Internalizing these examples and adapting based on continual feedback, starting in December 2021, we restructured our Lending Partnerships Committee to include Lending Partners and directly incorporate their perspectives, ideas, and goals into CCL’s governance and decision making. The Lending Partnerships Committee is responsible for making decisions about which Lending Programs we pilot and scale at CCL—expanding this to include Lending Partners distributes this power to our community and network of partners directly. This shift has already been transformational as Lending Partners now drive the evaluation of which Lending Programs and what criteria should be used to make decisions. Every meeting we are learning together what it takes to operationalize our Lending Partner’s ideas and sharing a vision for an equitable financial system together.

This shift has already been transformational as Lending Partners now drive the evaluation of which Lending Programs and what criteria should be used to make decisions.

As with all things at CCL, this will continue to evolve as we learn and get feedback on what is working and not working and as we develop new ideas together on how we can continue to share power.
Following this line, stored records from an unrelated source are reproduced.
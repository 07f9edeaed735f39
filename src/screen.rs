use std::collections::VecDeque;

use bitflags::bitflags;

bitflags! {
    /// Graphic rendition flags carried by every cell.
    #[derive(Debug, Clone, Copy, PartialEq, Eq, Default)]
    pub struct Attr: u16 {
        const BOLD      = 1 << 0;
        const DIM       = 1 << 1;
        const ITALIC    = 1 << 2;
        const UNDERLINE = 1 << 3;
        const BLINK     = 1 << 4;
        const INVERSE   = 1 << 5;
        const INVISIBLE = 1 << 6;
        const STRIKE    = 1 << 7;
    }
}

#[derive(Debug, Clone, Copy, PartialEq, Eq, Default)]
pub enum Color {
    #[default]
    Default,
    Indexed(u8),
    Rgb(u8, u8, u8),
}

/// Current graphic rendition: what SGR sets and what printed cells inherit.
#[derive(Debug, Clone, Copy, PartialEq, Eq, Default)]
pub struct Pen {
    pub fg: Color,
    pub bg: Color,
    pub attr: Attr,
}

/// One character cell. `width` is 1 for narrow glyphs, 2 for the leading
/// half of a wide glyph and 0 for the cell a wide glyph spills into.
#[derive(Debug, Clone, Copy, PartialEq, Eq)]
pub struct Cell {
    pub ch: char,
    pub pen: Pen,
    pub width: u8,
}

impl Default for Cell {
    fn default() -> Self { Cell { ch: ' ', pen: Pen::default(), width: 1 } }
}

impl Cell {
    /// Erased cell: keeps only the background of `pen` (back-color erase).
    pub fn blank(pen: Pen) -> Self {
        Cell { ch: ' ', pen: Pen { bg: pen.bg, ..Pen::default() }, width: 1 }
    }
}

#[derive(Debug, Clone, Copy, PartialEq, Eq, Default)]
pub struct Cursor {
    pub y: u16,
    pub x: u16,
}

#[derive(Debug, Clone, Copy)]
struct SavedCursor {
    cursor: Cursor,
    pen: Pen,
    pending_wrap: bool,
}

/// A scrollable pad. The last `lines` rows are the live screen; everything
/// above them is history. `tos` is the first live row, `off` the first row
/// shown to the user. Cursor coordinates are relative to `tos`.
pub struct Screen {
    rows: VecDeque<Vec<Cell>>,
    lines: u16,
    cols: u16,
    scrollback: usize,
    off: usize,
    pub cursor: Cursor,
    pub pen: Pen,
    pub pending_wrap: bool,
    pub cursor_visible: bool,
    saved: Option<SavedCursor>,
    top: u16,
    bottom: u16,
}

impl Screen {
    /// Primary screen: `max(lines, scrollback)` rows tall.
    pub fn primary(lines: u16, cols: u16, scrollback: usize) -> Self { Self::with_pad(lines, cols, scrollback) }

    /// Alternate screen: exactly `lines` rows, no history.
    pub fn alternate(lines: u16, cols: u16) -> Self { Self::with_pad(lines, cols, 0) }

    fn with_pad(lines: u16, cols: u16, scrollback: usize) -> Self {
        let lines = lines.max(1);
        let cols = cols.max(1);
        let height = (lines as usize).max(scrollback);
        let rows = (0..height).map(|_| vec![Cell::default(); cols as usize]).collect::<VecDeque<_>>();
        Screen {
            rows,
            lines,
            cols,
            scrollback,
            off: height - lines as usize,
            cursor: Cursor::default(),
            pen: Pen::default(),
            pending_wrap: false,
            cursor_visible: true,
            saved: None,
            top: 0,
            bottom: lines - 1,
        }
    }

    pub fn lines(&self) -> u16 { self.lines }
    pub fn cols(&self) -> u16 { self.cols }
    pub fn pad_height(&self) -> usize { self.rows.len() }
    pub fn tos(&self) -> usize { self.pad_height() - self.lines as usize }
    pub fn off(&self) -> usize { self.off }
    pub fn at_bottom(&self) -> bool { self.off == self.tos() }
    pub fn region(&self) -> (u16, u16) { (self.top, self.bottom) }

    /// Row `r` of what the user currently sees (history when scrolled back).
    pub fn visible_row(&self, r: u16) -> Option<&[Cell]> {
        self.rows.get(self.off + r as usize).map(|row| row.as_slice())
    }

    pub fn live_row(&self, y: u16) -> &[Cell] { &self.rows[self.tos() + y as usize] }

    fn live_row_mut(&mut self, y: u16) -> &mut Vec<Cell> {
        let tos = self.tos();
        &mut self.rows[tos + y as usize]
    }

    fn blank_row(&self) -> Vec<Cell> { vec![Cell::blank(self.pen); self.cols as usize] }

    /// Move the view by `delta` rows (negative is into history), clamped to `[0, tos]`.
    pub fn scroll_view(&mut self, delta: isize) {
        let tos = self.tos() as isize;
        self.off = (self.off as isize + delta).clamp(0, tos) as usize;
    }

    pub fn scroll_to_bottom(&mut self) { self.off = self.tos(); }

    pub fn move_to(&mut self, y: u16, x: u16) {
        self.cursor = Cursor { y: y.min(self.lines - 1), x: x.min(self.cols - 1) };
        self.pending_wrap = false;
    }

    pub fn set_region(&mut self, top: u16, bottom: u16) {
        if top < bottom && bottom < self.lines {
            self.top = top;
            self.bottom = bottom;
        } else {
            self.top = 0;
            self.bottom = self.lines - 1;
        }
    }

    fn full_region(&self) -> bool { self.top == 0 && self.bottom == self.lines - 1 }

    /// Put one glyph at the cursor, honouring deferred wrap.
    pub fn print(&mut self, ch: char, width: u16, insert: bool, autowrap: bool) {
        if width == 0 || width > self.cols { return; }
        if self.pending_wrap && autowrap {
            self.cursor.x = 0;
            self.index();
        }
        self.pending_wrap = false;
        if self.cursor.x + width > self.cols {
            if autowrap {
                self.cursor.x = 0;
                self.index();
            } else {
                self.cursor.x = self.cols - width;
            }
        }
        if insert { self.insert_chars(width); }
        let Cursor { y, x } = self.cursor;
        let pen = self.pen;
        let row = self.live_row_mut(y);
        clear_wide_at(row, x as usize, pen);
        clear_wide_at(row, (x + width - 1) as usize, pen);
        row[x as usize] = Cell { ch, pen, width: width as u8 };
        if width == 2 {
            row[x as usize + 1] = Cell { ch: ' ', pen, width: 0 };
        }
        if x + width >= self.cols {
            self.pending_wrap = true;
        } else {
            self.cursor.x += width;
        }
    }

    /// Cursor down one line, scrolling the region when on its bottom row.
    pub fn index(&mut self) {
        if self.cursor.y == self.bottom {
            self.scroll_up(1);
        } else if self.cursor.y < self.lines - 1 {
            self.cursor.y += 1;
        }
    }

    pub fn reverse_index(&mut self) {
        if self.cursor.y == self.top {
            self.scroll_down(1);
        } else if self.cursor.y > 0 {
            self.cursor.y -= 1;
        }
    }

    /// Scroll the region up. With a full-screen region the top line moves
    /// into history instead of being discarded.
    pub fn scroll_up(&mut self, n: u16) {
        let n = n.min(self.bottom - self.top + 1);
        for _ in 0..n {
            let blank = self.blank_row();
            if self.full_region() {
                self.rows.pop_front();
                self.rows.push_back(blank);
                if self.off < self.tos() {
                    self.off = self.off.saturating_sub(1);
                }
            } else {
                let tos = self.tos();
                self.rows.remove(tos + self.top as usize);
                self.rows.insert(tos + self.bottom as usize, blank);
            }
        }
    }

    pub fn scroll_down(&mut self, n: u16) {
        let n = n.min(self.bottom - self.top + 1);
        let tos = self.tos();
        for _ in 0..n {
            let blank = self.blank_row();
            self.rows.remove(tos + self.bottom as usize);
            self.rows.insert(tos + self.top as usize, blank);
        }
    }

    pub fn insert_lines(&mut self, n: u16) {
        let y = self.cursor.y;
        if y < self.top || y > self.bottom { return; }
        let tos = self.tos();
        for _ in 0..n.min(self.bottom - y + 1) {
            let blank = self.blank_row();
            self.rows.remove(tos + self.bottom as usize);
            self.rows.insert(tos + y as usize, blank);
        }
        self.pending_wrap = false;
    }

    pub fn delete_lines(&mut self, n: u16) {
        let y = self.cursor.y;
        if y < self.top || y > self.bottom { return; }
        let tos = self.tos();
        for _ in 0..n.min(self.bottom - y + 1) {
            let blank = self.blank_row();
            self.rows.remove(tos + y as usize);
            self.rows.insert(tos + self.bottom as usize, blank);
        }
        self.pending_wrap = false;
    }

    pub fn insert_chars(&mut self, n: u16) {
        let Cursor { y, x } = self.cursor;
        let cols = self.cols as usize;
        let blank = Cell::blank(self.pen);
        let row = self.live_row_mut(y);
        let n = (n as usize).min(cols - x as usize);
        for _ in 0..n {
            row.insert(x as usize, blank);
        }
        row.truncate(cols);
        if row[cols - 1].width == 2 {
            row[cols - 1] = blank;
        }
    }

    pub fn delete_chars(&mut self, n: u16) {
        let Cursor { y, x } = self.cursor;
        let cols = self.cols as usize;
        let blank = Cell::blank(self.pen);
        let row = self.live_row_mut(y);
        let n = (n as usize).min(cols - x as usize);
        row.drain(x as usize..x as usize + n);
        row.resize(cols, blank);
        if row[x as usize].width == 0 {
            row[x as usize] = blank;
        }
        self.pending_wrap = false;
    }

    pub fn erase_chars(&mut self, n: u16) {
        let Cursor { y, x } = self.cursor;
        let end = (x as usize + n.max(1) as usize).min(self.cols as usize);
        self.erase_span(y, x as usize, end);
    }

    fn erase_span(&mut self, y: u16, from: usize, to: usize) {
        let blank = Cell::blank(self.pen);
        let row = self.live_row_mut(y);
        if from < to {
            clear_wide_at(row, from, blank.pen);
            clear_wide_at(row, to - 1, blank.pen);
        }
        for cell in &mut row[from..to] {
            *cell = blank;
        }
    }

    /// EL: 0 cursor to end, 1 start to cursor, 2 whole line.
    pub fn erase_line(&mut self, mode: u16) {
        let Cursor { y, x } = self.cursor;
        let cols = self.cols as usize;
        match mode {
            0 => self.erase_span(y, x as usize, cols),
            1 => self.erase_span(y, 0, x as usize + 1),
            2 => self.erase_span(y, 0, cols),
            _ => {}
        }
    }

    /// ED: 0 cursor to end, 1 start to cursor, 2 whole screen, 3 history too.
    pub fn erase_display(&mut self, mode: u16) {
        let y = self.cursor.y;
        let cols = self.cols as usize;
        match mode {
            0 => {
                self.erase_line(0);
                for r in y + 1..self.lines { self.erase_span(r, 0, cols); }
            }
            1 => {
                for r in 0..y { self.erase_span(r, 0, cols); }
                self.erase_line(1);
            }
            2 => {
                for r in 0..self.lines { self.erase_span(r, 0, cols); }
            }
            3 => {
                let tos = self.tos();
                for row in self.rows.iter_mut().take(tos) {
                    row.fill(Cell::default());
                }
                self.off = tos;
            }
            _ => {}
        }
    }

    pub fn save_cursor(&mut self) {
        self.saved = Some(SavedCursor { cursor: self.cursor, pen: self.pen, pending_wrap: self.pending_wrap });
    }

    pub fn restore_cursor(&mut self) {
        match self.saved {
            Some(s) => {
                self.move_to(s.cursor.y, s.cursor.x);
                self.pen = s.pen;
                self.pending_wrap = s.pending_wrap;
            }
            None => {
                self.move_to(0, 0);
                self.pen = Pen::default();
            }
        }
    }

    /// Clear the live screen and reset rendition, region and cursor state.
    pub fn reset(&mut self) {
        self.pen = Pen::default();
        for r in 0..self.lines {
            let blank = self.blank_row();
            *self.live_row_mut(r) = blank;
        }
        self.move_to(0, 0);
        self.cursor_visible = true;
        self.saved = None;
        self.set_region(0, self.lines - 1);
        self.off = self.tos();
    }

    /// Fill the live screen with `E` (DECALN).
    pub fn fill_alignment(&mut self) {
        for r in 0..self.lines {
            for cell in self.live_row_mut(r).iter_mut() {
                *cell = Cell { ch: 'E', ..Cell::default() };
            }
        }
        self.move_to(0, 0);
    }

    /// Change the live size. When shrinking, the top line stays put unless
    /// the cursor would fall off the bottom, in which case just enough top
    /// lines move into history. When growing, the top line stays put and
    /// blank lines appear at the bottom.
    pub fn resize(&mut self, lines: u16, cols: u16) {
        let lines = lines.max(1);
        let cols = cols.max(1);
        if lines == self.lines && cols == self.cols { return; }
        let old_tos = self.tos();
        let top = if lines < self.lines {
            old_tos + (self.cursor.y as usize).saturating_sub(lines as usize - 1)
        } else {
            old_tos
        };
        let height = (lines as usize).max(self.scrollback);
        let history = height - lines as usize;
        let hist_start = top.saturating_sub(history);
        let mut rows = VecDeque::with_capacity(height);
        for _ in 0..history - (top - hist_start) {
            rows.push_back(vec![Cell::default(); cols as usize]);
        }
        for i in hist_start..top + lines as usize {
            let mut row = self.rows.get(i).cloned().unwrap_or_default();
            row.resize(cols as usize, Cell::default());
            if row[cols as usize - 1].width == 2 {
                row[cols as usize - 1] = Cell::default();
            }
            rows.push_back(row);
        }
        self.rows = rows;
        let y = (self.cursor.y as usize + old_tos - top).min(lines as usize - 1) as u16;
        self.lines = lines;
        self.cols = cols;
        self.move_to(y, self.cursor.x);
        if let Some(saved) = self.saved.as_mut() {
            saved.cursor.y = saved.cursor.y.min(lines - 1);
            saved.cursor.x = saved.cursor.x.min(cols - 1);
        }
        self.top = 0;
        self.bottom = lines - 1;
        self.off = self.tos();
    }

    #[cfg(test)]
    pub fn live_text(&self, y: u16) -> String {
        self.live_row(y).iter().filter(|c| c.width != 0).map(|c| c.ch).collect::<String>().trim_end().to_string()
    }
}

/// Overwriting half of a wide glyph blanks the other half.
fn clear_wide_at(row: &mut [Cell], x: usize, pen: Pen) {
    match row.get(x).map(|c| c.width) {
        Some(0) if x > 0 => row[x - 1] = Cell::blank(pen),
        Some(2) if x + 1 < row.len() => row[x + 1] = Cell::blank(pen),
        _ => {}
    }
}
For now, we are excited to take a tangible step that will create a shared sense of ownership to all of the communities we serve and continue to build new structures that enable us to share resources and power.

2022 Opportunities to Learn More About Enabling & Resourcing CCL’s Affordable Lending:

As we grow the Lending Programs that CCL supports, we have identified an impact-first, blended investment structure that enables us to collectively eliminate the poverty premium for borrowers and support our Lending Partners by facilitating capital to individual and small business borrowers that are eligible for their programs:

  • Kinship Notes: community investment notes that support CCL’s Lending Programs to scale. Funds from Kinship Notes are used to resource CCL’s Lending Programs at the direction of our existing Lending Partners.
  • Recoverable Grants: recoverable grants that support and enable CCL’s Lending Programs. Funds from Recoverable Grants are primarily used to resource CCL’s pilot Lending Programs at the direction of our new Lending Partners.
  • Unrestricted Grants: in addition to revenues from donations and service revenues that we receive from Lending Partners that are able to pay for CCL’s services, we use unrestricted funding to enables CCL’s work without covering costs via interest and fees.

Learn more by expressing interest here or contact fundraising@communitycreditlab.org to learn more about resourcing CCL’s work. Kinship Notes and Recoverable Grants are currently eligible to accredited investors and funders only.

¹ As of January 2022, the long-term Applicable Federal Rate was approximately 1.8% and, therefore, our goal is to ensure that we are able to lend to all borrowers at this rate, at the direction of our Lending Partners’ preferences. To reach this goal, we support Lending Programs to charge between 0% and prime interest, and any interest collected from loans is paid to Lending Partners to help them cover variable costs associated with running these programs.

² A Lending Partner is a community-rooted organization that provides direct and comprehensive services to individuals. Lending Partners have deep relationships with the individuals and/or businesses they support and an understanding of local and historical financial barriers.